We have reached the Turnaround deadline in the Kansas House. This past week we worked 59 bills on the House Floor. Those bills are now ready to be worked by the Senate, and the House will prepare to work the bills sent to us by the Senate. At this point in the session, all bills have been considered and passed by their committees and passed out of their House of Origin, or they are “dead” for the session. If a bill is referred to an “exempt committee” at any point during its tenure, it is exempt from this deadline and can be considered at any time during the session. These bills are called “blessed.” House exempt committees are Tax, Federal & State Affairs, Appropriations, and Calendar & Printing.

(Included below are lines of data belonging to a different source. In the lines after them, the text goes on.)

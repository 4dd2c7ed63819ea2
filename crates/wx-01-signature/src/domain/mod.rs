//! # Domain Layer
//!
//! Pure signature logic with no I/O dependencies.

pub mod entities;
pub mod errors;
pub mod verification;
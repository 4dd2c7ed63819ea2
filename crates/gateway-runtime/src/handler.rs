//! Built-in message handler used when the binary runs on its own.

use async_trait::async_trait;
use tracing::debug;
use wx_02_envelope::{MessageKind, ReplyContent, StructuredMessage};
use wx_04_gateway::MessageHandler;

/// Greets new followers and echoes text messages back.
#[derive(Debug, Clone)]
pub struct AutoReplyHandler {
    welcome: String,
}

impl AutoReplyHandler {
    pub fn new(welcome: impl Into<String>) -> Self {
        Self {
            welcome: welcome.into(),
        }
    }
}

impl Default for AutoReplyHandler {
    fn default() -> Self {
        Self::new("Welcome!")
    }
}

#[async_trait]
impl MessageHandler for AutoReplyHandler {
    async fn handle(&self, message: &StructuredMessage) -> anyhow::Result<Option<ReplyContent>> {
        debug!(
            from = message.from_user_name().unwrap_or_default(),
            msg_type = message.msg_type().unwrap_or_default(),
            "Handling message"
        );

        let reply = match message.kind() {
            Some(MessageKind::Text) => message.content().map(ReplyContent::text),
            Some(MessageKind::Event(event)) if event == "subscribe" => {
                Some(ReplyContent::text(self.welcome.clone()))
            }
            _ => None,
        };
        Ok(reply)
    }
}
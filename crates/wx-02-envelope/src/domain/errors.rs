//! # Envelope Errors

use shared_crypto::CryptoError;
use shared_types::ConfigurationError;
use thiserror::Error;

/// Errors raised while opening or sealing an envelope.
///
/// All of them are local to one request.
#[derive(Debug, Clone, Error, PartialEq, Eq)]
pub enum EnvelopeError {
    /// Envelope signature or receiver id did not match
    ///
    /// Carries no detail on purpose.
    #[error("envelope integrity check failed")]
    Integrity,

    /// Payload could not be decoded or decrypted
    #[error("decryption failed: {0}")]
    Decryption(String),

    /// Body is not well-formed XML, or a required field is missing
    #[error("parse error: {0}")]
    Parse(String),

    /// Reply could not be encrypted
    #[error("encryption failed: {0}")]
    Encryption(String),

    /// Reply content cannot be rendered
    #[error("invalid reply: {0}")]
    InvalidReply(String),

    /// Codec constructed with an unusable configuration
    #[error(transparent)]
    Configuration(#[from] ConfigurationError),
}

impl From<CryptoError> for EnvelopeError {
    fn from(e: CryptoError) -> Self {
        match e {
            CryptoError::EncryptionFailed(msg) => EnvelopeError::Encryption(msg),
            other => EnvelopeError::Decryption(other.to_string()),
        }
    }
}
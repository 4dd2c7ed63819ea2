//! # Secure Envelope Subsystem (WX-02)
//!
//! Turns inbound webhook bodies into [`StructuredMessage`]s and application
//! replies back into wire envelopes.
//!
//! ## Safe Mode
//!
//! ```text
//! inbound:  <xml><ToUserName/><Encrypt>base64(AES(frame))</Encrypt></xml>
//!           1. parse envelope, extract Encrypt
//!           2. verify msg_signature = sha1(sort[token, timestamp, nonce, Encrypt])
//!           3. AES-256-CBC decrypt, unframe, check app id
//!           4. parse inner XML
//!
//! frame:    random(16) | len(u32 BE) | message | app_id
//!
//! outbound: <xml><Encrypt/><MsgSignature/><TimeStamp/><Nonce/></xml>
//! ```
//!
//! The signature is checked before any decryption; a failed check is an
//! [`EnvelopeError::Integrity`] and never falls back to plaintext handling.
//!
//! ## Plaintext Mode
//!
//! Bodies are parsed directly and replies are written unchanged.

pub mod domain;
pub mod ports;
pub mod service;

// Re-export public API
pub use domain::errors::EnvelopeError;
pub use domain::message::{parse_message, MessageKind, StructuredMessage, XmlValue};
pub use domain::reply::{render_reply, Article, ReplyContent, MAX_NEWS_ARTICLES};
pub use ports::inbound::EnvelopeCodecApi;
pub use service::SecureEnvelopeCodec;
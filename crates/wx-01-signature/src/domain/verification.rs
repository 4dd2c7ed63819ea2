//! # Signature Verification
//!
//! Both signature flavors share one construction: sort the parts, join
//! them, SHA-1, lowercase hex.

use shared_crypto::{constant_time_compare, sorted_digest};
use shared_types::ConfigurationError;

/// Signature over `{token, timestamp, nonce}`.
pub fn compute_signature(token: &str, timestamp: &str, nonce: &str) -> String {
    sorted_digest(&[token, timestamp, nonce])
}

/// Signature over `{token, timestamp, nonce, encrypted}`.
pub fn compute_envelope_signature(
    token: &str,
    timestamp: &str,
    nonce: &str,
    encrypted: &str,
) -> String {
    sorted_digest(&[token, timestamp, nonce, encrypted])
}

/// Check a webhook signature.
pub fn verify(token: &str, timestamp: &str, nonce: &str, provided: &str) -> bool {
    constant_time_compare(&compute_signature(token, timestamp, nonce), provided)
}

/// Check an envelope signature over the encrypted payload.
pub fn verify_envelope(
    token: &str,
    timestamp: &str,
    nonce: &str,
    encrypted: &str,
    provided: &str,
) -> bool {
    constant_time_compare(
        &compute_envelope_signature(token, timestamp, nonce, encrypted),
        provided,
    )
}

/// Check that the request's encryption parameters match the configured mode.
///
/// Only a request that carries neither `encrypt_type` nor `msg_signature` is
/// plaintext, and only one that carries both is encrypted. A safe-mode request
/// with just one of them passes here and fails the envelope signature check.
///
/// # Errors
///
/// - `PlaintextRequestInSafeMode` when safe mode is on and both are missing
/// - `SafeRequestInPlaintextMode` when safe mode is off and both are present
pub fn validate_mode_consistency(
    safe_mode: bool,
    encrypt_type: Option<&str>,
    msg_signature: Option<&str>,
) -> Result<(), ConfigurationError> {
    let encrypt_type = encrypt_type.filter(|v| !v.is_empty());
    let msg_signature = msg_signature.filter(|v| !v.is_empty());

    if safe_mode && encrypt_type.is_none() && msg_signature.is_none() {
        return Err(ConfigurationError::PlaintextRequestInSafeMode);
    }
    if !safe_mode && encrypt_type.is_some() && msg_signature.is_some() {
        return Err(ConfigurationError::SafeRequestInPlaintextMode);
    }
    Ok(())
}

There are several “blessed” bills upon which I have cast a suspicious eye. Remember, when you see great efforts being made to keep a bill alive, the first thing you should ask yourself is why your legislature has such a strong sense of urgency to pass this legislation, and why said legislation is necessary in the first place. I often jokingly refer to bills that don’t die as “zombie bills,” but truly, there is nothing funny about many of these pieces of proposed legislation. It is important to remember to stay vigilant until the conclusion of legislative session in even-numbered years- only then is all potential legislation truly “dead.” I do not often speak for my fellow legislators here in northeast Johnson County, but I can say with conviction that the five of us want to hear from you about proposed legislation that concerns you.

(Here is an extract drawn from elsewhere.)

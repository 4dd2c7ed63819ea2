//! Domain types for management calls.

pub mod errors;
pub mod media;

The Transparency and Accountability Act continues to generate conversation in and out of the Statehouse. As many of you may recall, I researched, wrote, and introduced legislation that would make it a statutory requirement for the Kansas Legislature to live-stream video and audio of all of our committee and chamber proceedings on the Internet. The bill that I sponsored, HB 2438, the Transparency and Accountability Act, stalled largely in part to the nearly $1 million fiscal note that was attached to the bill.
I worked with Senator Kay Wolf to craft a smaller-scaled, fiscally conservative version of the Transparency Act. SB 413 (also referred to as the Transparency Act) requires audio and video streaming in the four largest committee rooms. It does not include audio and video in the House or Senate Chamber. This bill, while much smaller than what I initially pursued, is a step in the right direction. It is an exempt bill, meaning that it can be worked or heard at any time in the Session. It is currently in the Senate Fed and State committee, awaiting a hearing. I have been told that a hearing will be scheduled for March- so I am actively seeking people to provide written and/or oral testimony in favor of the bill. If you want to help by providing testimony, please contact me. This is your state government that you all pay taxes for- and I firmly believe that our proceedings should be easily available to you in all media forms.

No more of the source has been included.